Starting with attempt one at reaching near zero velocity water relative with a Falcon IX, it might just be possible to rendezvous with a helicopter before the stage goes swimming. The factor of ten or so speed difference between a chopper and a barge might make the difference between possible and not for the vehicle meeting at the precise time of hover. The first rendezvous attempt might be no more than a tag-you’re-it with a fast maneuverable bird with a light line with fail-safe breaking strength. A momentary hook up with controlled line tension before the connection is released or breaks. It may not be possible to perform the rendezvous in this manner which would make a full blown recovery attempt questionable until a few answers are obtained.
Even before attempting a full stage rendezvous, it would make sense to try this with either the Grasshopper or a vehicle supplied by others like Armadillo or Masten. An over land demonstration with known vehicles would seem to be a low risk method of training pilots, rocket controls, and developing effective rendezvous techniques. The first trip several hundred miles off shore with few witnesses should not be the first try at a recovery.

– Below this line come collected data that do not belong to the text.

//! Integration tests for the sigil CLI

use assert_cmd::{Command, cargo::cargo_bin_cmd};
use predicates::prelude::*;
use std::fs;
use std::path::Path;
use tempfile::TempDir;

fn sigil(base_dir: &Path) -> Command {
    let mut cmd = cargo_bin_cmd!("sigil");
    cmd.env_remove("SIGIL_ASSET_DIR")
        .env_remove("RUST_LOG")
        .arg("--base-dir")
        .arg(base_dir);
    cmd
}

fn json_stdout(cmd: &mut Command) -> serde_json::Value {
    let out = cmd.arg("--json").assert().success().get_output().stdout.clone();
    serde_json::from_slice(&out).unwrap()
}

#[test]
fn help_displays() {
    cargo_bin_cmd!("sigil")
        .arg("--help")
        .assert()
        .success()
        .stdout(predicate::str::contains("Fingerprint static assets"));
}

#[test]
fn init_creates_manifest() {
    let temp_dir = TempDir::new().unwrap();
    let base = temp_dir.path().join("assets");

    sigil(&base)
        .arg("init")
        .assert()
        .success()
        .stdout(predicate::str::contains(".manifest-"));

    assert!(base.is_dir());
}

#[test]
fn digest_then_asset() {
    let temp_dir = TempDir::new().unwrap();
    let base = temp_dir.path();
    fs::write(base.join("app.js"), b"X").unwrap();

    let digest = json_stdout(sigil(base).arg("digest"));
    assert_eq!(digest["files_digested"], 1);
    assert!(digest.get("clean").is_none());

    let asset = json_stdout(sigil(base).args(["asset", "app.js"]));
    let fingerprinted = asset["fingerprinted"].as_str().unwrap();
    assert!(fingerprinted.starts_with("app-"));
    assert!(fingerprinted.ends_with(".js"));
    assert!(base.join(fingerprinted).exists());
}

#[test]
fn asset_missing_fails_without_fallback() {
    let temp_dir = TempDir::new().unwrap();

    sigil(temp_dir.path())
        .args(["asset", "missing.js"])
        .assert()
        .failure()
        .stderr(predicate::str::contains("No manifest entry for missing.js"));

    sigil(temp_dir.path())
        .args(["asset", "missing.js", "--fallback"])
        .assert()
        .success()
        .stdout("missing.js\n");
}

#[test]
fn clean_dry_run_then_clean() {
    let temp_dir = TempDir::new().unwrap();
    let base = temp_dir.path();
    let orphan = "old-523a40ea7f96cd5740980e61d62dbc77.js";
    fs::write(base.join(orphan), b"o").unwrap();
    fs::write(base.join("app.js"), b"X").unwrap();
    sigil(base).arg("digest").assert().success();

    let dry = json_stdout(sigil(base).args(["clean", "--dry-run"]));
    assert_eq!(dry["dry_run"], true);
    assert_eq!(dry["files_deleted"], 1);
    assert!(base.join(orphan).exists());

    sigil(base)
        .arg("clean")
        .assert()
        .success()
        .stdout(predicate::str::contains("Deleted 1 files"));
    assert!(!base.join(orphan).exists());
    assert!(base.join("app.js").exists());
}

#[test]
fn digest_with_clean_removes_previous_generation() {
    let temp_dir = TempDir::new().unwrap();
    let base = temp_dir.path();
    fs::write(base.join("app.js"), b"X").unwrap();
    sigil(base).arg("digest").assert().success();

    fs::write(base.join("app.js"), b"Z").unwrap();
    let out = json_stdout(sigil(base).args(["digest", "--clean"]));
    assert_eq!(out["clean"]["files_deleted"], 1);
}

#[test]
fn nuke_is_idempotent() {
    let temp_dir = TempDir::new().unwrap();
    let base = temp_dir.path();
    fs::write(base.join("app.js"), b"X").unwrap();
    sigil(base).arg("digest").assert().success();

    let first = json_stdout(sigil(base).arg("nuke"));
    assert_eq!(first["files_deleted"], 1);
    assert_eq!(first["manifest_removed"], true);

    // Opening recreates an empty manifest, which nuke then removes again
    let second = json_stdout(sigil(base).arg("nuke"));
    assert_eq!(second["files_deleted"], 0);

    let remaining: Vec<_> = fs::read_dir(base).unwrap().collect();
    assert_eq!(remaining.len(), 1);
    assert!(base.join("app.js").exists());
}

#[test]
fn ls_lists_entries() {
    let temp_dir = TempDir::new().unwrap();
    let base = temp_dir.path();

    sigil(base)
        .arg("ls")
        .assert()
        .success()
        .stdout(predicate::str::contains("No entries"));

    fs::write(base.join("app.js"), b"X").unwrap();
    sigil(base).arg("digest").assert().success();

    sigil(base)
        .arg("ls")
        .assert()
        .success()
        .stdout(predicate::str::contains("app.js -> app-"));
}

#[test]
fn strict_rejects_multiple_manifests() {
    let temp_dir = TempDir::new().unwrap();
    let base = temp_dir.path();
    for token in ["0".repeat(32), "1".repeat(32)] {
        fs::write(base.join(format!(".manifest-{}.json", token)), "{}").unwrap();
    }

    sigil(base).arg("ls").assert().success();
    sigil(base)
        .args(["--strict", "ls"])
        .assert()
        .failure()
        .stderr(predicate::str::contains("manifest files"));
}

#[test]
fn env_var_sets_base_dir() {
    let temp_dir = TempDir::new().unwrap();
    let base = temp_dir.path().join("from-env");

    cargo_bin_cmd!("sigil")
        .env("SIGIL_ASSET_DIR", &base)
        .arg("init")
        .assert()
        .success();

    assert!(base.is_dir());
}
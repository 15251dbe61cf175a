//! Reconciliation: deleting unreferenced files and resetting state.

use crate::error::{Error, Result};
use crate::manifest::Manifest;
use crate::naming::is_fingerprinted_name;
use crate::walk::{is_safe_key, walk_files};
use std::collections::HashSet;
use std::fs;
use std::io::ErrorKind;
use std::path::Path;

/// Statistics from a clean run.
#[derive(Debug, Clone, PartialEq, Eq)]
pub struct CleanStats {
    /// Number of files deleted.
    pub files_deleted: usize,
    /// Bytes freed.
    pub bytes_freed: u64,
    /// Relative paths of the deleted files.
    pub deleted: Vec<String>,
}

/// Statistics from a nuke run.
#[derive(Debug, Clone, PartialEq, Eq)]
pub struct NukeStats {
    /// Number of fingerprinted files deleted.
    pub files_deleted: usize,
    /// Whether a manifest file was removed.
    pub manifest_removed: bool,
}

impl Manifest {
    /// Delete every file under the base directory that the manifest does not
    /// reference.
    ///
    /// The keep-set is the mapping's originals, its fingerprinted paths and
    /// the manifest file itself. The mapping is re-read from disk first, so
    /// a digest from another process is never undone. If `dry_run` is true,
    /// reports what would be deleted without deleting.
    pub fn clean(&mut self, dry_run: bool) -> Result<CleanStats> {
        let _lock = self.lock()?;
        let mapping = self.store().load()?;

        let mut stats = CleanStats {
            files_deleted: 0,
            bytes_freed: 0,
            deleted: Vec::new(),
        };

        {
            let mut keep: HashSet<&str> = mapping
                .originals()
                .chain(mapping.fingerprinted())
                .collect();
            keep.insert(self.store().file_name());

            for file in walk_files(self.base_dir())? {
                if keep.contains(file.rel.as_str()) {
                    continue;
                }

                let Some(size) = remove(&file.path, dry_run)? else {
                    continue;
                };

                tracing::debug!(file = %file.rel, dry_run, "removing unreferenced file");
                stats.files_deleted += 1;
                stats.bytes_freed += size;
                stats.deleted.push(file.rel);
            }
        }

        tracing::info!(
            files = stats.files_deleted,
            bytes = stats.bytes_freed,
            dry_run,
            "clean complete"
        );
        self.set_mapping(mapping);
        Ok(stats)
    }

    /// Delete all fingerprinted files and the manifest itself.
    ///
    /// Fingerprinted files are found by name pattern (a heuristic) and by the
    /// paths the manifest file lists as fingerprinted, if it can still be
    /// read. Originals are left alone. A manifest that is already gone is
    /// not an error, so nuking is idempotent.
    ///
    /// Consumes the instance: open the base directory again to get a fresh
    /// manifest.
    pub fn nuke(self) -> Result<NukeStats> {
        let _lock = self.lock()?;
        let store = self.store();

        let registry: HashSet<String> = match store.load() {
            Ok(mapping) => mapping
                .fingerprinted()
                .filter(|key| is_safe_key(key))
                .map(str::to_string)
                .collect(),
            Err(Error::ManifestMissing { .. }) => HashSet::new(),
            Err(Error::ManifestParse { reason, .. }) => {
                tracing::warn!(%reason, "unreadable manifest, nuking by name pattern only");
                HashSet::new()
            }
            Err(e) => return Err(e),
        };

        let mut files_deleted = 0;
        for file in walk_files(store.base_dir())? {
            if file.rel == store.file_name() {
                continue;
            }
            if !is_fingerprinted_name(file.name()) && !registry.contains(&file.rel) {
                continue;
            }

            if remove(&file.path, false)?.is_some() {
                tracing::debug!(file = %file.rel, "removed fingerprinted file");
                files_deleted += 1;
            }
        }

        let manifest_removed = store.remove()?;

        tracing::info!(files = files_deleted, manifest_removed, "nuke complete");
        Ok(NukeStats {
            files_deleted,
            manifest_removed,
        })
    }
}

/// Remove a file, returning its size. `None` if it vanished first.
fn remove(path: &Path, dry_run: bool) -> Result<Option<u64>> {
    let size = match fs::metadata(path) {
        Ok(metadata) => metadata.len(),
        Err(e) if e.kind() == ErrorKind::NotFound => return Ok(None),
        Err(e) => return Err(e.into()),
    };

    if dry_run {
        return Ok(Some(size));
    }

    match fs::remove_file(path) {
        Ok(()) => Ok(Some(size)),
        Err(e) if e.kind() == ErrorKind::NotFound => Ok(None),
        Err(e) => Err(e.into()),
    }
}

If all the preliminaries point to a useful possibility of recovery, then it might make sense to go get a real one. I have no idea of the possible attach points on a Falcon IX first stage in simulated landing configuration. There might be something in the inter stage area that would be just fine for a simple hook from the chopper to snag, or there may not. If there is not, it might make sense to hang a cargo net under the chopper and simply net the stage. It seems possible that loads could be distributed in such a way as to eliminate damaging stresses on the stage so that it could be reused without rebuilding.
The hooked or netted stage could be gently lowered into a soft cradle specifically designed for the stage on a barge or land within range of the helicopter. With air refueling it might be possible to return to launch site for fast turnaround after some experience is gained.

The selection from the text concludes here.